- Exercise directions:
Note each line of the entries that includes "bool". Then copy those lines.

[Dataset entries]
● ● ● ●

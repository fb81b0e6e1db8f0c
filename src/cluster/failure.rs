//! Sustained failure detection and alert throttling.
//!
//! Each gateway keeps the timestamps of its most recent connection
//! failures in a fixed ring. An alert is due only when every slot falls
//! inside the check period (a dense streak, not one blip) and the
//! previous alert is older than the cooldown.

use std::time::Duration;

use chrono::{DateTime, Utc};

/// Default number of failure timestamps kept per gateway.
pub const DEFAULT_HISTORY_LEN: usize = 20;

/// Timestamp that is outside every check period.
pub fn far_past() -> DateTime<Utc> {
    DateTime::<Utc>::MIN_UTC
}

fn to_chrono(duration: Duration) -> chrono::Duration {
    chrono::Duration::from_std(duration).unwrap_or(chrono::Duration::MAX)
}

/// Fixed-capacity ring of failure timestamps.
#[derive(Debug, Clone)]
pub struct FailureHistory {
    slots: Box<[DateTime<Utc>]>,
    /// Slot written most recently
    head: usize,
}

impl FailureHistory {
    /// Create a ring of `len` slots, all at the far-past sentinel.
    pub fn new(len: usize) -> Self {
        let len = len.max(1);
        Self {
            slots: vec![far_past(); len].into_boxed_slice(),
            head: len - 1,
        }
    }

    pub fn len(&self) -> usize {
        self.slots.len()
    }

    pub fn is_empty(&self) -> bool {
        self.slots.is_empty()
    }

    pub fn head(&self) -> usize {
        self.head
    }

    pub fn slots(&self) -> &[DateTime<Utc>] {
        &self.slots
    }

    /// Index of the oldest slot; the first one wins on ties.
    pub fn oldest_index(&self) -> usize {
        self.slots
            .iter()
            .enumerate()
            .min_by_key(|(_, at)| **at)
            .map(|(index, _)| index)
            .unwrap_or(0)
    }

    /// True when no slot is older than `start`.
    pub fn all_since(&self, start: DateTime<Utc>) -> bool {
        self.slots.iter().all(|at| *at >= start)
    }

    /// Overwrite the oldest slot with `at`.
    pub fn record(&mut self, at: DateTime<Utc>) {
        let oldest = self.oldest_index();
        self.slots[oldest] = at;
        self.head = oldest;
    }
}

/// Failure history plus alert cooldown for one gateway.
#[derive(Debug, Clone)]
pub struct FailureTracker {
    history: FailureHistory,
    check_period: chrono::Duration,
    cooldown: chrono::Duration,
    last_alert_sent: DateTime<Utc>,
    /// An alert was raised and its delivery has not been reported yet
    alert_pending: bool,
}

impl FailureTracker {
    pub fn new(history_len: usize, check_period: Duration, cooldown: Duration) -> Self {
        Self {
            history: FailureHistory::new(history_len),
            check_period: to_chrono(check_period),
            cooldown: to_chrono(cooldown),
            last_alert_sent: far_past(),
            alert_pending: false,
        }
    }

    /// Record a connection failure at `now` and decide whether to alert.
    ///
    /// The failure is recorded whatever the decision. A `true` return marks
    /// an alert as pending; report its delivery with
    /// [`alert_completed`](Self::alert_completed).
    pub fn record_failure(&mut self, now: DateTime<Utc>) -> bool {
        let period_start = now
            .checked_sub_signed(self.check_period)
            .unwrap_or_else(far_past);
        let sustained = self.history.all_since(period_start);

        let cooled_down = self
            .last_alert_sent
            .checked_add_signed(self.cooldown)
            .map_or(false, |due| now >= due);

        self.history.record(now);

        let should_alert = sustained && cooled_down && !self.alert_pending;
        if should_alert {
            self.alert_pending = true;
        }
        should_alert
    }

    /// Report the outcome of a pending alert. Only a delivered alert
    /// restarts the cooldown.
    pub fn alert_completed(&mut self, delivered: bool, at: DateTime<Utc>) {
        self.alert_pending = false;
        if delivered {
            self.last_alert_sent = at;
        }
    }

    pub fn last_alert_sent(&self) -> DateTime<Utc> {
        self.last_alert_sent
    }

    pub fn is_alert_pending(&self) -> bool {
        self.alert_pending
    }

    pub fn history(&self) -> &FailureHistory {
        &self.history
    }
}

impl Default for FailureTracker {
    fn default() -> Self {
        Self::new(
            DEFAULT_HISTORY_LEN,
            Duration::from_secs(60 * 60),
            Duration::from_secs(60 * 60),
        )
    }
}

● ● ● ●

- Answer box:
    pub fn is_empty(&self) -> bool {
    pub fn all_since(&self, start: DateTime<Utc>) -> bool {
    alert_pending: bool,
    pub fn record_failure(&mut self, now: DateTime<Utc>) -> bool {
    pub fn alert_completed(&mut self, delivered: bool, at: DateTime<Utc>) {
    pub fn is_alert_pending(&self) -> bool {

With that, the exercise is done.